In this blog, I am purposely vague about the nature of my job and who it is I work for. I do this out of respect for my employer. There’s nothing special about my job – I’m fond of saying that anyone can learn to do it, but I’m not sure many people would want to do it. My job is unique, however – even within the company.
I have trouble explaining to people what it is I do, even when I’m not trying to be vague. Like I said, it is unique. In the latest census survey, the closest category I could fit my job into was “Service”.
I like my job.
I’ve been doing this job for over two years, and it is constantly changing. I see that as a good thing. It keeps expanding, and I think that’s a sign that my employer is pleased with me.
I describe the nature of my job as analog – pen and paper in a room full of computers. That may be changing. I started an experiment today that may change my analog job to digital. The question I’m charged with answering is: Will it speed up my job or slow it down?
If my job turns digital, it may be the end of listening to Tiny Desk Concerts while I work.
I filled in on First Hill today, and will continue to fill in until Monday. I came up with a plan, on my own, that will allow me to fill in at both First Hill and the University District, at the same time, on Monday. My boss gave me a high-five for that.

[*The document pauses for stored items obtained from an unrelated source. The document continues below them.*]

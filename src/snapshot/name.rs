//! Snapshot naming
//!
//! Names look like `backup-2024-01-12T08-30-00-000Z.tar.gz`: an ISO-8601 UTC
//! timestamp with millisecond precision where `:` and `.` are replaced by
//! `-`. Every field is fixed-width, so lexical order of names equals
//! chronological order of the timestamps they carry.

use chrono::{DateTime, NaiveDate, NaiveDateTime, NaiveTime, Timelike, Utc};

/// Leading part of every snapshot file name
pub const NAME_PREFIX: &str = "backup-";

/// Trailing part of every snapshot file name
pub const NAME_SUFFIX: &str = ".tar.gz";

/// Length of the rendered timestamp, e.g. `2024-01-12T08-30-00-000Z`
const TIMESTAMP_LEN: usize = 24;

/// Drop everything below millisecond precision
pub fn truncate_to_millis(at: DateTime<Utc>) -> DateTime<Utc> {
    let nanos = at.nanosecond();
    // Leap seconds carry nanos >= 1e9; keep them inside the representable second
    let millis = (nanos / 1_000_000).min(999);
    at.with_nanosecond(millis * 1_000_000).unwrap_or(at)
}

/// Render the snapshot file name for a point in time
pub fn snapshot_name(at: DateTime<Utc>) -> String {
    let at = truncate_to_millis(at);
    format!(
        "{}{}-{:03}Z{}",
        NAME_PREFIX,
        at.format("%Y-%m-%dT%H-%M-%S"),
        at.timestamp_subsec_millis(),
        NAME_SUFFIX
    )
}

/// Parse the creation time embedded in a snapshot file name
///
/// Returns `None` for anything that does not match the naming pattern exactly.
pub fn parse_snapshot_name(name: &str) -> Option<DateTime<Utc>> {
    let ts = name.strip_prefix(NAME_PREFIX)?.strip_suffix(NAME_SUFFIX)?;
    parse_timestamp(ts)
}

/// Check whether a file name follows the snapshot naming pattern
pub fn is_snapshot_name(name: &str) -> bool {
    parse_snapshot_name(name).is_some()
}

/// Parse `YYYY-MM-DDTHH-MM-SS-mmmZ`
fn parse_timestamp(ts: &str) -> Option<DateTime<Utc>> {
    if ts.len() != TIMESTAMP_LEN || !ts.is_ascii() {
        return None;
    }

    let bytes = ts.as_bytes();
    let separators = [(4, b'-'), (7, b'-'), (10, b'T'), (13, b'-'), (16, b'-'), (19, b'-'), (23, b'Z')];
    if separators.iter().any(|&(i, c)| bytes[i] != c) {
        return None;
    }

    let year = digits(&ts[0..4])? as i32;
    let month = digits(&ts[5..7])?;
    let day = digits(&ts[8..10])?;
    let hour = digits(&ts[11..13])?;
    let minute = digits(&ts[14..16])?;
    let second = digits(&ts[17..19])?;
    let millis = digits(&ts[20..23])?;

    let date = NaiveDate::from_ymd_opt(year, month, day)?;
    let time = NaiveTime::from_hms_milli_opt(hour, minute, second, millis)?;

    Some(DateTime::from_naive_utc_and_offset(
        NaiveDateTime::new(date, time),
        Utc,
    ))
}

/// Parse a run of ASCII digits, rejecting signs and whitespace
fn digits(s: &str) -> Option<u32> {
    if s.bytes().all(|b| b.is_ascii_digit()) {
        s.parse().ok()
    } else {
        None
    }
}

#[cfg(test)]
mod tests {
    use super::*;
    use chrono::{Datelike, Duration, TimeZone};

    #[test]
    fn test_name_format() {
        let at = Utc.with_ymd_and_hms(2024, 1, 12, 8, 30, 5).unwrap() + Duration::milliseconds(42);
        assert_eq!(snapshot_name(at), "backup-2024-01-12T08-30-05-042Z.tar.gz");
    }

    #[test]
    fn test_parse_name() {
        let parsed = parse_snapshot_name("backup-2024-01-01T00-00-00-000Z.tar.gz").unwrap();
        assert_eq!(parsed.year(), 2024);
        assert_eq!(parsed.month(), 1);
        assert_eq!(parsed.day(), 1);

        let parsed = parse_snapshot_name("backup-2025-11-27T14-30-22-456Z.tar.gz").unwrap();
        assert_eq!(parsed.timestamp_subsec_millis(), 456);
        assert_eq!(parsed.hour(), 14);
    }

    #[test]
    fn test_parse_inverts_render() {
        let now = Utc::now();
        let name = snapshot_name(now);
        assert_eq!(parse_snapshot_name(&name), Some(truncate_to_millis(now)));
    }

    #[test]
    fn test_rejects_non_matching_names() {
        for name in [
            "backup-missing.tar.gz",
            "backup-2024-01-01T00-00-00-000Z.tar",
            "backup-2024-01-01T00:00:00.000Z.tar.gz",
            "backup-2024-13-01T00-00-00-000Z.tar.gz",
            "backup-2024-01-01T00-00-00-000.tar.gz",
            "backup-+024-01-01T00-00-00-000Z.tar.gz",
            "snapshot-2024-01-01T00-00-00-000Z.tar.gz",
            "backup-2024-01-01T00-00-00-000Z.tar.gz.partial",
            "",
        ] {
            assert!(!is_snapshot_name(name), "{name} should not match");
        }
    }

    #[test]
    fn test_lexical_order_matches_chronological_order() {
        let base = Utc.with_ymd_and_hms(2023, 12, 31, 23, 59, 59).unwrap();
        let steps = [
            Duration::milliseconds(1),
            Duration::milliseconds(999),
            Duration::seconds(1),
            Duration::minutes(1),
            Duration::hours(1),
            Duration::days(1),
            Duration::days(40),
            Duration::days(400),
        ];

        for step in steps {
            let t1 = base;
            let t2 = base + step;
            assert!(
                snapshot_name(t1) < snapshot_name(t2),
                "{} should sort before {}",
                snapshot_name(t1),
                snapshot_name(t2)
            );
        }
    }
}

I got back from First Hill a little before noon today, and right away, my boss and I set up the basics for this digital experiment. Then I had a late lunch. Then a time-critical side project landed on my desk.
I experienced an extremely rare moment of stress at my job, with trying to start the digital experiment (which seems daunting) and getting that side project done, and squeezing it all into the few remaining hours of the day. But I focused on the task at hand, ignored any thoughts of the future, and got done what I could get done.
And it worked out just fine. I was exhausted at the end of the day, however.